Instructions for the task
Take the entries below and print, exactly, the stretch from the line containing "names (usually file" through the line containing "use std::sync::OnceLock;", both included.
*** Opening of Data supplied ***
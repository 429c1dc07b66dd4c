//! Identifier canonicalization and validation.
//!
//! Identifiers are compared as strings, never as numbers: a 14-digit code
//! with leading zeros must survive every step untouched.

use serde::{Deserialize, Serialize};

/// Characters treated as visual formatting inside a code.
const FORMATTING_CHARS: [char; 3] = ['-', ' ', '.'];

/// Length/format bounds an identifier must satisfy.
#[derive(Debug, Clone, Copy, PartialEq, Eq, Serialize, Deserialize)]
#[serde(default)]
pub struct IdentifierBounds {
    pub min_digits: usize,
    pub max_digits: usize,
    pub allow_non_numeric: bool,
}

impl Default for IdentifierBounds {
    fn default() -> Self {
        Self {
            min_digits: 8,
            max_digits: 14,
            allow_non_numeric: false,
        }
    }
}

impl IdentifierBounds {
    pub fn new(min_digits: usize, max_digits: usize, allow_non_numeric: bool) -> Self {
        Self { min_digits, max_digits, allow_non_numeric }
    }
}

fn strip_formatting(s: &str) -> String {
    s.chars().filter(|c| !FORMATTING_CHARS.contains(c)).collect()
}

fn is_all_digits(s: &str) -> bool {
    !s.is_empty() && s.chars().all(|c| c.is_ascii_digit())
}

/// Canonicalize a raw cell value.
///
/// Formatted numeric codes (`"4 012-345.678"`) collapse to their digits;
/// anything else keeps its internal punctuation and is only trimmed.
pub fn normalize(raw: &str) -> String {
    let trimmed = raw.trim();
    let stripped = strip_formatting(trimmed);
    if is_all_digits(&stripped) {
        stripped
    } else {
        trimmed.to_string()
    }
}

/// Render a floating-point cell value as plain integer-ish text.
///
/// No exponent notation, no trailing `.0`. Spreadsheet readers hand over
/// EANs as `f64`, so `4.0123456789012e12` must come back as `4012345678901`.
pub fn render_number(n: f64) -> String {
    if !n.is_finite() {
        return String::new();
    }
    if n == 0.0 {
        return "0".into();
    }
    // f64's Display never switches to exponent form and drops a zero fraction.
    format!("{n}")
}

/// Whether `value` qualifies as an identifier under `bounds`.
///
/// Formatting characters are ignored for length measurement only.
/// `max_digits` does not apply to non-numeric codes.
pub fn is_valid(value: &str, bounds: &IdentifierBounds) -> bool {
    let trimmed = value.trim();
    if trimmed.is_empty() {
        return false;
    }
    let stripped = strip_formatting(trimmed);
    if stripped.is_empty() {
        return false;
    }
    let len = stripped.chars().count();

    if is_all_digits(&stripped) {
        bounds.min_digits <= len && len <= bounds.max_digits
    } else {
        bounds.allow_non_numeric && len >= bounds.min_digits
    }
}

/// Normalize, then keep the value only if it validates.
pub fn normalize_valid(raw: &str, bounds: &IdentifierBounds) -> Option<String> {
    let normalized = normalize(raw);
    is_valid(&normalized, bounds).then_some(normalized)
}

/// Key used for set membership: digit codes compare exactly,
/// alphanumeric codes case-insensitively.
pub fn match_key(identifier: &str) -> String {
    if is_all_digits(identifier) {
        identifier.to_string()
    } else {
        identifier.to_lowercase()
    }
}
*** Close of Data supplied ***
*** Opening of Data supplied ***
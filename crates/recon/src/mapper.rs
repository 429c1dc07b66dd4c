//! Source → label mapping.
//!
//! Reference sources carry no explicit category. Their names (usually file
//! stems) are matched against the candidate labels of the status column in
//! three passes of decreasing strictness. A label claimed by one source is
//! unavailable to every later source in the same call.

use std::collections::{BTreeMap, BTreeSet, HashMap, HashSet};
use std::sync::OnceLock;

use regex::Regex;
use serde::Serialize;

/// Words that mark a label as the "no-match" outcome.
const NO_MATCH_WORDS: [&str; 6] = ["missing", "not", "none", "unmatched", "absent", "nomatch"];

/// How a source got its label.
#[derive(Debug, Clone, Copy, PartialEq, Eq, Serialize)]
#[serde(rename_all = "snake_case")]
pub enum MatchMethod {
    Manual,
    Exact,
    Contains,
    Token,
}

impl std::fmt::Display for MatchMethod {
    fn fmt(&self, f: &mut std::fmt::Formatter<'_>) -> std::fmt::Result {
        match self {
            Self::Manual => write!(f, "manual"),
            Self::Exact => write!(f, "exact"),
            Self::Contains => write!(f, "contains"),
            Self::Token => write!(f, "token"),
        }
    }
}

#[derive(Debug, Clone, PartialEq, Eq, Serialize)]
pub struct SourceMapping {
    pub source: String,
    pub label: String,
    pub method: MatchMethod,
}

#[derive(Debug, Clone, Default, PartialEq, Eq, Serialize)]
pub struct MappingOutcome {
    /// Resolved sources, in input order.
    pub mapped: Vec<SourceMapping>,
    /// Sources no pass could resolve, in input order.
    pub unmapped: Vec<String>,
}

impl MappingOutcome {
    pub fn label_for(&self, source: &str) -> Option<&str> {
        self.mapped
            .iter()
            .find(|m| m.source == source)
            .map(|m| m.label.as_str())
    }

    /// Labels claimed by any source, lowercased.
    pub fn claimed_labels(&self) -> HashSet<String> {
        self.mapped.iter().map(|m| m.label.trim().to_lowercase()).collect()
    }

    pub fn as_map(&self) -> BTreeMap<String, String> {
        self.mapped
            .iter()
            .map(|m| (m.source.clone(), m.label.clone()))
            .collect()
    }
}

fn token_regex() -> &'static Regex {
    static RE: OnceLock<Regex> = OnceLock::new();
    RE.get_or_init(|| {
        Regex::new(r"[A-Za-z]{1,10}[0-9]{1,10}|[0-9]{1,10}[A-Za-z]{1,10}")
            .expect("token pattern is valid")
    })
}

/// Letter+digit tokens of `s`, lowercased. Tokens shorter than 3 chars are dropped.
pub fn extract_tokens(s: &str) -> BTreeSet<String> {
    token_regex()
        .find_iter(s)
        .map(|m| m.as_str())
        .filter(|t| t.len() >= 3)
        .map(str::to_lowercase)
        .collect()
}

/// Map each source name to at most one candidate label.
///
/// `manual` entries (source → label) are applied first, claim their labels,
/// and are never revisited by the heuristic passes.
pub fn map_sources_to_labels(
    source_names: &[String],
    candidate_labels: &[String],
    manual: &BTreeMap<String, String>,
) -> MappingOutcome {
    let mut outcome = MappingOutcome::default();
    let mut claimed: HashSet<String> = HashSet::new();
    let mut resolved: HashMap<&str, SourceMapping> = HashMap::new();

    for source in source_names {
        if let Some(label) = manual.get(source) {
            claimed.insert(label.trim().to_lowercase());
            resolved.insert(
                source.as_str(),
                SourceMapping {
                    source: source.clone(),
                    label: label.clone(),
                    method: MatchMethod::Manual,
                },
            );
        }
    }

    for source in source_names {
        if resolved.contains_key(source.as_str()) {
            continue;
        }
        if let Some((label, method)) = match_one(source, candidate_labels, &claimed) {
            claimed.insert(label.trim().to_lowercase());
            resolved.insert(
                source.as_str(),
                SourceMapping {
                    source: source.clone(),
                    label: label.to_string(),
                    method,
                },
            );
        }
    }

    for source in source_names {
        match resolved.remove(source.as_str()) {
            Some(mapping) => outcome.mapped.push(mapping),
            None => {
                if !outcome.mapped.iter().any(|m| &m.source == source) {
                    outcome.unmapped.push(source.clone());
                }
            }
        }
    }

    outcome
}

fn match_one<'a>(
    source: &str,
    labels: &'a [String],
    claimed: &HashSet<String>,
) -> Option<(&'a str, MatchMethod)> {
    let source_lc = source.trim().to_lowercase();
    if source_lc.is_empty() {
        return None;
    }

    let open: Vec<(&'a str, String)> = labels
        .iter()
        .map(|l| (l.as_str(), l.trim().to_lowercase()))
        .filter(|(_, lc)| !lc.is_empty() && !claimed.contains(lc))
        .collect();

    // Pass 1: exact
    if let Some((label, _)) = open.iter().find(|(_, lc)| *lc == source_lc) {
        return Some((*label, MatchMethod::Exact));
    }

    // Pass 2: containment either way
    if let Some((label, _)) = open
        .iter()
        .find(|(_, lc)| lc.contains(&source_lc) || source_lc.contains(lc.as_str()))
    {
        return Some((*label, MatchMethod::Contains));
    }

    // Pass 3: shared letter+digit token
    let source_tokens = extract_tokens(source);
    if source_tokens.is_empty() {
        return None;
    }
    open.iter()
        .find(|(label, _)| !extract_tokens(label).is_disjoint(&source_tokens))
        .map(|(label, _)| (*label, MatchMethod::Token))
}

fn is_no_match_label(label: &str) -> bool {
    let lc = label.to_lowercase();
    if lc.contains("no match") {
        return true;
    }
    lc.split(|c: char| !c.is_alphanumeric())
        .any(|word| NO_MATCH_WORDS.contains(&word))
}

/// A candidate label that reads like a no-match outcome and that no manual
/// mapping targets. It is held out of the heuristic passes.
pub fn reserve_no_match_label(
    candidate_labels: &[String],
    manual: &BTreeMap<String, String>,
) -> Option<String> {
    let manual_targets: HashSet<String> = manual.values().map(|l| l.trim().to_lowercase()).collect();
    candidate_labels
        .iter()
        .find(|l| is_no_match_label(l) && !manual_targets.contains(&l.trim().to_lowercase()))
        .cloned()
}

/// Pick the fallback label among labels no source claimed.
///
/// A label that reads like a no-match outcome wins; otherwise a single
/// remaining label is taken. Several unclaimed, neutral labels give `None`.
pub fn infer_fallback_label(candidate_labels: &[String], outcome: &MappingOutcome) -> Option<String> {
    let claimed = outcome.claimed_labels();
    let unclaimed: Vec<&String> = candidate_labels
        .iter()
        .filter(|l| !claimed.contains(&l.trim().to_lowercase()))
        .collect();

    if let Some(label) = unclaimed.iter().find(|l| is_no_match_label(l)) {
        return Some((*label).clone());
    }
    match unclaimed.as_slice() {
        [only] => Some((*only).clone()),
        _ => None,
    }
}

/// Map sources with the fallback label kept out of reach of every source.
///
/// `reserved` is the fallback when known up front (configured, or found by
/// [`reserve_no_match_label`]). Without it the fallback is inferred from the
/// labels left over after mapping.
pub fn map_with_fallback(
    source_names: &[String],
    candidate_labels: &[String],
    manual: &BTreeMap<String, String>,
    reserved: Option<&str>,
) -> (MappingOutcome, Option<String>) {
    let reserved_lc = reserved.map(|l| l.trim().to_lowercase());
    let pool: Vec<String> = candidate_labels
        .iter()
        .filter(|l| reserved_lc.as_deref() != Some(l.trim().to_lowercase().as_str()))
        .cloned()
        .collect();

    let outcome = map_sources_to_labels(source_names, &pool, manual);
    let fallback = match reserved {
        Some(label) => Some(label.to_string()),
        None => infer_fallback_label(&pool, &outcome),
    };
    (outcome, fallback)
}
*** Close of Data supplied ***
*** Opening of Data supplied ***
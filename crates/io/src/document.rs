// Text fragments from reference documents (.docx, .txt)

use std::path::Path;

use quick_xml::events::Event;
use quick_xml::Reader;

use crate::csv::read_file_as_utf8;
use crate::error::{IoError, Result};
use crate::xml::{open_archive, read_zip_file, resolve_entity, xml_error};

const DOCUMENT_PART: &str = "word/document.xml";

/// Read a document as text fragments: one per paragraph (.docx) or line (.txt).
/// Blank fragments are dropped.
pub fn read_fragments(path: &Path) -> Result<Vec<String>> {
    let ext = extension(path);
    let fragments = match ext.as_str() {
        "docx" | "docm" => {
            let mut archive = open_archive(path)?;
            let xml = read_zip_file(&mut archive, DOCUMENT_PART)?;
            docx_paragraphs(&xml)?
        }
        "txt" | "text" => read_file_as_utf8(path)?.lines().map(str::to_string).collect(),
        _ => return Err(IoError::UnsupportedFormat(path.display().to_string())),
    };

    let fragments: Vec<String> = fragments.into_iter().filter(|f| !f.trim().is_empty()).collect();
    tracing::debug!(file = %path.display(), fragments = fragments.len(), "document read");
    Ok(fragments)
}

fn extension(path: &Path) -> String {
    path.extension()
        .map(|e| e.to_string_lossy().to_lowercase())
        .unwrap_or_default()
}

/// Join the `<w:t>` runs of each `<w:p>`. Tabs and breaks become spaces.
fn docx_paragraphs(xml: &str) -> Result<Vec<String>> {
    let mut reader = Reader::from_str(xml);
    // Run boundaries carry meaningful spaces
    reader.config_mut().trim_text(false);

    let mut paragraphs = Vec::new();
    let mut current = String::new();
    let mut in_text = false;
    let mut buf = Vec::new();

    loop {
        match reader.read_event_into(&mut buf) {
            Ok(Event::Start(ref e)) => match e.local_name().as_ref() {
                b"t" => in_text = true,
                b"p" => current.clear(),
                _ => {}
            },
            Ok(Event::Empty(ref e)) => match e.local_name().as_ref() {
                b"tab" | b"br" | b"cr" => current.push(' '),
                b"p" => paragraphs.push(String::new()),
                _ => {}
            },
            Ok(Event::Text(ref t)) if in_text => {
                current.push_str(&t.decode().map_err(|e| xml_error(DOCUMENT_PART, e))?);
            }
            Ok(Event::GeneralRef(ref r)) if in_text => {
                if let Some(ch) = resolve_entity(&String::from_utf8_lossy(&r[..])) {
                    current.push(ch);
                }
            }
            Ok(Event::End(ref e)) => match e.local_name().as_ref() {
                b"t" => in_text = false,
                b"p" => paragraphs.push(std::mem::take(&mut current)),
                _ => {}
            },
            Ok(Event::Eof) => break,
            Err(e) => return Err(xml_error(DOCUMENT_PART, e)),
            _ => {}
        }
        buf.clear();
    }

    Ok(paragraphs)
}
*** Close of Data supplied ***
Expected answer
//! Reference sources carry no explicit category. Their names (usually file
//! stems) are matched against the candidate labels of the status column in
//! three passes of decreasing strictness. A label claimed by one source is
//! unavailable to every later source in the same call.

use std::collections::{BTreeMap, BTreeSet, HashMap, HashSet};
use std::sync::OnceLock;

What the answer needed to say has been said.